Task objective
Please look for the string "struct" below and report every line in which it occurs.

Records shown
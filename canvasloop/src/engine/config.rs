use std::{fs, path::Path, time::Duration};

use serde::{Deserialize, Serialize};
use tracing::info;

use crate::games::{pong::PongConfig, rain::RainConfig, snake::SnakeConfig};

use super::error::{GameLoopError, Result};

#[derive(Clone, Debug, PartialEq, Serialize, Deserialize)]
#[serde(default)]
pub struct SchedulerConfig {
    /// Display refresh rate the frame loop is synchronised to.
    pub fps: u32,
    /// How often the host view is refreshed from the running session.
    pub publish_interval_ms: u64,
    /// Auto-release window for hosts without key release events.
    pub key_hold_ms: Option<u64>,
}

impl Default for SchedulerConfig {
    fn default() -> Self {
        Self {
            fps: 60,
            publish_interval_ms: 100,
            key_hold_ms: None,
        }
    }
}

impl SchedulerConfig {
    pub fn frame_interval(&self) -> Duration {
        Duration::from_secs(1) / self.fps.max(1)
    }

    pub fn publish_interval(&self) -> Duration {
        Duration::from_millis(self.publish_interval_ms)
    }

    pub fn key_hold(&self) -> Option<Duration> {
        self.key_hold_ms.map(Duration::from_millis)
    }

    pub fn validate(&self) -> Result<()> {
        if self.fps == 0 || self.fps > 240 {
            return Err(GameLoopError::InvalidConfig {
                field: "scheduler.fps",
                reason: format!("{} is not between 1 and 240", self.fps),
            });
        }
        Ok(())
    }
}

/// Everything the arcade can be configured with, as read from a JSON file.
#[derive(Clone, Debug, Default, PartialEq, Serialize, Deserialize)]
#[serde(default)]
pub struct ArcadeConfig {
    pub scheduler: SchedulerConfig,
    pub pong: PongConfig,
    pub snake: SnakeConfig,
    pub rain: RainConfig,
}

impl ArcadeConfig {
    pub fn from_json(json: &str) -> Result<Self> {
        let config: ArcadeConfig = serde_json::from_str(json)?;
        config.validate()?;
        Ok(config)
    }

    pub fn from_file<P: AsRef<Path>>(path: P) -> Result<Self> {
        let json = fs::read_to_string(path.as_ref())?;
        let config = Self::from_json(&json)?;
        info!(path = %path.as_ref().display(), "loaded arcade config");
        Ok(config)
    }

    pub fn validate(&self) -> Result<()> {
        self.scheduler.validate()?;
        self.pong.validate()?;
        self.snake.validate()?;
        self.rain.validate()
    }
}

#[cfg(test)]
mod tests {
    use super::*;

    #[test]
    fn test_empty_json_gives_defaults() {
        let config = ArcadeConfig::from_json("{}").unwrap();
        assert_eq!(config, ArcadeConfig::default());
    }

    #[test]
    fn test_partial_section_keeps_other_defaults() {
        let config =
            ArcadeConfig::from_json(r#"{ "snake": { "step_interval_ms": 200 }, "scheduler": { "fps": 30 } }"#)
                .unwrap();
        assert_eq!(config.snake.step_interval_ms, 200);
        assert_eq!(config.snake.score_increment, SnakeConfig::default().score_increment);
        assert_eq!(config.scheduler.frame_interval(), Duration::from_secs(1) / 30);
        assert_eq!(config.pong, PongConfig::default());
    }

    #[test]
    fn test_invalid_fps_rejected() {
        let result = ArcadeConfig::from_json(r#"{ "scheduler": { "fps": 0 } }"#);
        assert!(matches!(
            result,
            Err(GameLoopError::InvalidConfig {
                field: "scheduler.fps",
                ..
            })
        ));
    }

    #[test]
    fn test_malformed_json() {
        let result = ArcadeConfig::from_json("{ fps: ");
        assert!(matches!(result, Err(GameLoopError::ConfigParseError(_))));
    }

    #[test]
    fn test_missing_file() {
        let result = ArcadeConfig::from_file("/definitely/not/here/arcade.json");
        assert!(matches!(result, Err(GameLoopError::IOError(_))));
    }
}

Response area
pub struct SchedulerConfig {
pub struct ArcadeConfig {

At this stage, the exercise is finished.